↓

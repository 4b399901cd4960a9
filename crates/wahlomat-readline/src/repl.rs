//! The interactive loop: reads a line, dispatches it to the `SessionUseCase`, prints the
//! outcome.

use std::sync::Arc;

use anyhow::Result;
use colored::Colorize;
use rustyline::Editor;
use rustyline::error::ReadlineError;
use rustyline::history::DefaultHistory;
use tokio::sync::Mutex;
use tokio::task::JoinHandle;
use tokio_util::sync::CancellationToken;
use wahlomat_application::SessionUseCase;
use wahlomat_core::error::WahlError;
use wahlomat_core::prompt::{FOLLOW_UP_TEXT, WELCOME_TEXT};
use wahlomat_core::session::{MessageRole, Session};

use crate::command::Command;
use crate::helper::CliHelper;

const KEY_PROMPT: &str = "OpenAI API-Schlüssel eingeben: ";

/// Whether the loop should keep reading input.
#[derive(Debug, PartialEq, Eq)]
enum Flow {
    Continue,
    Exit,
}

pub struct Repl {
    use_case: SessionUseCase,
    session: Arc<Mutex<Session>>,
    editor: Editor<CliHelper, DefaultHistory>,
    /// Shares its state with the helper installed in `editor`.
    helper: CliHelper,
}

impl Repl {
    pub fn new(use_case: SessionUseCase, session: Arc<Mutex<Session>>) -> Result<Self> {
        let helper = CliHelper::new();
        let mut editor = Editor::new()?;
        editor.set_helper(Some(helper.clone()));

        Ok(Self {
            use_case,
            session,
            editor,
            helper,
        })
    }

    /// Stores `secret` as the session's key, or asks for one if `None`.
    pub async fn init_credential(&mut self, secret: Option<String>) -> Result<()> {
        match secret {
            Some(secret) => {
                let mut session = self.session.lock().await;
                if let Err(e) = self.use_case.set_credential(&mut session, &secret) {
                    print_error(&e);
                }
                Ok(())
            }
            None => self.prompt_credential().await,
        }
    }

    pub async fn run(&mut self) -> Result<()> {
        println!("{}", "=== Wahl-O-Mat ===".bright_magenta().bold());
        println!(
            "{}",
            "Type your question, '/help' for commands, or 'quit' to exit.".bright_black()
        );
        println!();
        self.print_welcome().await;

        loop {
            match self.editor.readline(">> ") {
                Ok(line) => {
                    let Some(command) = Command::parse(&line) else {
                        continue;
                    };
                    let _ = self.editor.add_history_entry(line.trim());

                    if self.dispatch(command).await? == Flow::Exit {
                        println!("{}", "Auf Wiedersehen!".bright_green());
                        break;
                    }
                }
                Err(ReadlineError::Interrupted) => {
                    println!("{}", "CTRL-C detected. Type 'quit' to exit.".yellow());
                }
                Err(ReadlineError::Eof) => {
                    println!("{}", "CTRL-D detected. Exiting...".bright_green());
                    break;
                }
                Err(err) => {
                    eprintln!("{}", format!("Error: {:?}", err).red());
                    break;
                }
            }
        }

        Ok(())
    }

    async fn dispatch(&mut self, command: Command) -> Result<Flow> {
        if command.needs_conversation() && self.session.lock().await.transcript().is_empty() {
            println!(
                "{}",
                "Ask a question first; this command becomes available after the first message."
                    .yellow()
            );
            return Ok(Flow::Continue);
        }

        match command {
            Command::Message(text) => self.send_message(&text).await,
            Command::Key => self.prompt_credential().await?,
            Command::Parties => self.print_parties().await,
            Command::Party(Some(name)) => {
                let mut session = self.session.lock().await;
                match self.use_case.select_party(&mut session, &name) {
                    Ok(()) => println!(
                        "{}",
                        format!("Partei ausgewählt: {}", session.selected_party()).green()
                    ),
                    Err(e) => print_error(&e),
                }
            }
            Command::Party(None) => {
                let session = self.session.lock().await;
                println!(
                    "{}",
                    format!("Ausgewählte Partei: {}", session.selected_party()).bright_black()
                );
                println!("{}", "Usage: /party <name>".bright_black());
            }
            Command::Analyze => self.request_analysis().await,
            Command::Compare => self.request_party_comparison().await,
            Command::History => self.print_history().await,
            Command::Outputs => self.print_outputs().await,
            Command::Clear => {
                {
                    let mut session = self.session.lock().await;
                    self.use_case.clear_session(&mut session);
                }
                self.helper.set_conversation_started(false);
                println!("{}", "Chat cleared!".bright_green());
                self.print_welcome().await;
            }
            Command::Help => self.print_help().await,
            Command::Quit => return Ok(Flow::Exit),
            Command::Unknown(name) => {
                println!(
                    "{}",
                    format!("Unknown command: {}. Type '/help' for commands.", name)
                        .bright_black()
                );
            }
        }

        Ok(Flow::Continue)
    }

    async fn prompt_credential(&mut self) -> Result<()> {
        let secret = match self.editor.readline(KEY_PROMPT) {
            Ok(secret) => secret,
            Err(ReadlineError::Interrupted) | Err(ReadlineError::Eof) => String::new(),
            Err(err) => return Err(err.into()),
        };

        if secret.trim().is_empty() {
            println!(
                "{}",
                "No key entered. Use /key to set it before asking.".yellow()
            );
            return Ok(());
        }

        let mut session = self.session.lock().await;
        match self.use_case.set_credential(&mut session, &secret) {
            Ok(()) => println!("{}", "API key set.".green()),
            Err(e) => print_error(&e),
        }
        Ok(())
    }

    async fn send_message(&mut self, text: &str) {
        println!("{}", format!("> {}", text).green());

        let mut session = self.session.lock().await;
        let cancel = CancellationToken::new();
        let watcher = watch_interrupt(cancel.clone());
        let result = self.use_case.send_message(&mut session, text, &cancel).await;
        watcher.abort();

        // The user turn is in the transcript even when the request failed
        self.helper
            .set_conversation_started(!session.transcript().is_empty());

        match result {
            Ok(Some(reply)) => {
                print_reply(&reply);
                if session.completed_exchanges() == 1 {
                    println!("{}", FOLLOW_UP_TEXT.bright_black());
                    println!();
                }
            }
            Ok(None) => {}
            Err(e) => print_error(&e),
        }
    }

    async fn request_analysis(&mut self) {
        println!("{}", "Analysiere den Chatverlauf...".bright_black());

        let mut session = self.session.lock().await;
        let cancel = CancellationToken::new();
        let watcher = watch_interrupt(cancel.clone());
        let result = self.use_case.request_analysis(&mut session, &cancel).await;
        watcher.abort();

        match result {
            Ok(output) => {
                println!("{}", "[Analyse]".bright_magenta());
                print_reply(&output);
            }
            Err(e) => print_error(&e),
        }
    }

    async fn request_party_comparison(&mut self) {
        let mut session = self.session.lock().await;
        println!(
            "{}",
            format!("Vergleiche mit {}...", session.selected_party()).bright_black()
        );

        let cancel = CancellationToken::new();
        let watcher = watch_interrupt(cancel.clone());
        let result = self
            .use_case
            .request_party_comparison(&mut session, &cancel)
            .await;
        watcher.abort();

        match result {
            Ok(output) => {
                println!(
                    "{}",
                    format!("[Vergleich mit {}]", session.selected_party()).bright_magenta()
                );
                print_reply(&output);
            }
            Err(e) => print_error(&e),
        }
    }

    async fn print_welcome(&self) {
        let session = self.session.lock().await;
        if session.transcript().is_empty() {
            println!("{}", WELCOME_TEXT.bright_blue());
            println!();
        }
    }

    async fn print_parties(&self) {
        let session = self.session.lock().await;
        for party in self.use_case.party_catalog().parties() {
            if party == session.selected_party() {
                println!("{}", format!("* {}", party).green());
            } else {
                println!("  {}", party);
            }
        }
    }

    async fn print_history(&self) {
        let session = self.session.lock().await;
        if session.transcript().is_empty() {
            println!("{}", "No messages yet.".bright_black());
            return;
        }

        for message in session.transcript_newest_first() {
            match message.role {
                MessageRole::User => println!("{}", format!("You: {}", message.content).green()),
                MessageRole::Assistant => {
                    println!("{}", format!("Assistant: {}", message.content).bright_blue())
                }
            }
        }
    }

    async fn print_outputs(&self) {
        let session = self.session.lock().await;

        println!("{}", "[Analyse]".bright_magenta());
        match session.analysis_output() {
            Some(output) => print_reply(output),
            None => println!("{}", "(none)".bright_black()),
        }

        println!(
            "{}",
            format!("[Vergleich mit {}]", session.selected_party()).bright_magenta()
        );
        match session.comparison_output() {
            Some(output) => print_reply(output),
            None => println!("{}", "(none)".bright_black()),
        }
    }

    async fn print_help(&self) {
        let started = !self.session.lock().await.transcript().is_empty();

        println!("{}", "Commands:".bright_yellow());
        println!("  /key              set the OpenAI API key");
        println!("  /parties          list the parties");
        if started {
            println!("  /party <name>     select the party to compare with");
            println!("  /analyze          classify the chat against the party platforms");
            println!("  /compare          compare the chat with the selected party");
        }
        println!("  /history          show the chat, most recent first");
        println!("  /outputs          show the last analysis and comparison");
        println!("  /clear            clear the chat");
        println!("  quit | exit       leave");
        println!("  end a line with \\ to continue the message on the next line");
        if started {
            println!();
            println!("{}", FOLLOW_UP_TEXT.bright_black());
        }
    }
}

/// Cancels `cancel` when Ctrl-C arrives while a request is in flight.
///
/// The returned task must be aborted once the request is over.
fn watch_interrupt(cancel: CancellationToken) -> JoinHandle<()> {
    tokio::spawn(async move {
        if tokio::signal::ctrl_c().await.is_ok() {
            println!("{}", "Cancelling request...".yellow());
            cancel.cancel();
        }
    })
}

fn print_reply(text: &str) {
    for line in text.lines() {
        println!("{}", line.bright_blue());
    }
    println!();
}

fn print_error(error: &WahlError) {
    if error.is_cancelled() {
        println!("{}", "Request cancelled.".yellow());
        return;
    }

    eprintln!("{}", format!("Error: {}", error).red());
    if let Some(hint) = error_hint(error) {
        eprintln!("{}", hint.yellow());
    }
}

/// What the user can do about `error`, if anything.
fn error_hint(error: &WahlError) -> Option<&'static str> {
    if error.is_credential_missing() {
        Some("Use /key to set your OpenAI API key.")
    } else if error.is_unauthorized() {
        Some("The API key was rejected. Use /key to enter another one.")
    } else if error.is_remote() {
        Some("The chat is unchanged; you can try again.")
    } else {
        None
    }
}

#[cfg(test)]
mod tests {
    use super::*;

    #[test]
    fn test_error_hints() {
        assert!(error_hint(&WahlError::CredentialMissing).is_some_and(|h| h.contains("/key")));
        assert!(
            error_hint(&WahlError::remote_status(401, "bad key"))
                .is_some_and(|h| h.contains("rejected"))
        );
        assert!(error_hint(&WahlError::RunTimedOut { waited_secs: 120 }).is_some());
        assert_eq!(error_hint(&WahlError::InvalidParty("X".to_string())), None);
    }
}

↑

▶ YOUR TASK
Report every line containing the string "content" in the material.

▶ OUTPUT OF THE TASK
                MessageRole::User => println!("{}", format!("You: {}", message.content).green()),
                    println!("{}", format!("Assistant: {}", message.content).bright_blue())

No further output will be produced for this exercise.